MoonCactus almost 3 years

You are right; but I hardly see how it would become slower than dequeue when it happens (appends are slower than replacement - due to possible memory reallocation). Since my code was enhanced by @basj above (who naturally gets more credits for it), I leave it for others to spend more time on this and check this ;)
OrangeDog over 2 years

@Ivella if maxlen is given, then n has a fixed bound, therefore everything by definition is constant time ;)
Joost Kremers over 2 years

There seem to be two problems with this code. First, when the list isn't full yet, the index doesn't wrap. If I do c=circularlist(5, [1,2]) I cannot do c[2], but once the list is full, it's possible to do c[5]. Second, c=circularlist(5); c.append(1) should yield the same list as c=circularlist(5, [1]), but it does not. In the former case, c.index is 1, in the latter, however, it is 0.
blubberdiblub over 2 years

@OrangeDog O(maxlen) is no different from O(n). Just a different variable name used for the same idea. Hence it's not constant time. The access time (in the worst case) is roughly proportional to maxlen, which is runtime-controlled (the deque is allocated at runtime). What Ivella was referring to is that it's possible (in theory) to vary the implementation and keep using a linked list for the unbounded case and for the bounded case allocate a fixed contiguous chunk of memory. However, that would potentially waste memory if the fill level commonly stays significantly below the bound.
blubberdiblub over 2 years

The actual python implementation (see here: github.com/python/cpython/blob/main/Modules/… ) uses a hybrid of both ideas: a linked list of fixed size chunks.
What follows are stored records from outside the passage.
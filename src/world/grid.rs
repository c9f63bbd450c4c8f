//! World lookup grid
//!
//! A dense canvas of cells, each holding the id of the level that owns it or
//! a sentinel. The game uses it to find which level a world position is in.

use crate::config::CanvasSize;
use crate::error::{PipelineError, Result};

/// Where a level sits on the world canvas, in grid cells
#[derive(Debug, Clone, PartialEq, Eq)]
pub struct Placement {
    /// Level id written into owned cells
    pub id: i32,
    /// Level name, for error reporting
    pub name: String,
    pub x: i64,
    pub y: i64,
    pub width: i64,
    pub height: i64,
}

impl Placement {
    pub fn new(id: i32, name: impl Into<String>, x: i64, y: i64, width: i64, height: i64) -> Self {
        Self {
            id,
            name: name.into(),
            x,
            y,
            width,
            height,
        }
    }

    /// Whole footprint inside the canvas (empty footprints always fit)
    fn fits(&self, canvas: CanvasSize) -> bool {
        if self.width < 0 || self.height < 0 {
            return false;
        }
        if self.width == 0 || self.height == 0 {
            return true;
        }
        let right = self.x.checked_add(self.width);
        let bottom = self.y.checked_add(self.height);
        self.x >= 0
            && self.y >= 0
            && right.map_or(false, |r| r <= canvas.width as i64)
            && bottom.map_or(false, |b| b <= canvas.height as i64)
    }
}

/// Row-major world canvas of level ids
#[derive(Debug, Clone, PartialEq, Eq)]
pub struct WorldGrid {
    canvas: CanvasSize,
    sentinel: i32,
    cells: Vec<i32>,
}

impl WorldGrid {
    /// Stamp every placement's id over its footprint, in order.
    ///
    /// Cells no placement covers keep `sentinel`. Where footprints overlap
    /// the later placement wins. A footprint reaching outside the canvas is
    /// rejected before any of its cells are written, as is a placement whose
    /// id equals `sentinel`.
    pub fn build(canvas: CanvasSize, sentinel: i32, placements: &[Placement]) -> Result<Self> {
        let mut cells = vec![sentinel; canvas.cell_count()];

        for p in placements {
            if p.id == sentinel {
                return Err(PipelineError::schema(
                    format!("level {}", p.name),
                    format!("id {} is the unowned sentinel", p.id),
                ));
            }
            if !p.fits(canvas) {
                return Err(PipelineError::OutOfBounds {
                    level: p.name.clone(),
                    x: p.x,
                    y: p.y,
                    width: p.width,
                    height: p.height,
                    canvas_width: canvas.width,
                    canvas_height: canvas.height,
                });
            }
            if p.width == 0 || p.height == 0 {
                continue;
            }

            for row in 0..p.height as usize {
                let start = (p.y as usize + row) * canvas.width + p.x as usize;
                cells[start..start + p.width as usize].fill(p.id);
            }
        }

        Ok(Self {
            canvas,
            sentinel,
            cells,
        })
    }

    pub fn canvas(&self) -> CanvasSize {
        self.canvas
    }

    pub fn sentinel(&self) -> i32 {
        self.sentinel
    }

    /// Flattened row-major cells
    pub fn cells(&self) -> &[i32] {
        &self.cells
    }

    /// Owner of cell (x, y), `None` outside the canvas
    pub fn get(&self, x: usize, y: usize) -> Option<i32> {
        if x >= self.canvas.width || y >= self.canvas.height {
            return None;
        }
        Some(self.cells[y * self.canvas.width + x])
    }

    pub fn rows(&self) -> impl Iterator<Item = &[i32]> {
        self.cells.chunks(self.canvas.width)
    }

    /// Number of cells owned by some level
    pub fn owned_count(&self) -> usize {
        self.cells.iter().filter(|&&c| c != self.sentinel).count()
    }
}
I.e. it splits the deque up into equally sized pieces of memory, internally. That will alleviate some of the cost of a purely linked list implementation, but the access time for inner items of a long deque is still O(maxlen) (a.k.a. O(n))
Bas Swinckels over 2 years

-1 As can be seen in the source of numpy.roll, it calculates slices for the first and second half of the old array, creates a new array (with empty_like) and then copies the swapped halves to the new one. This is O(n), since you always copy the whole array.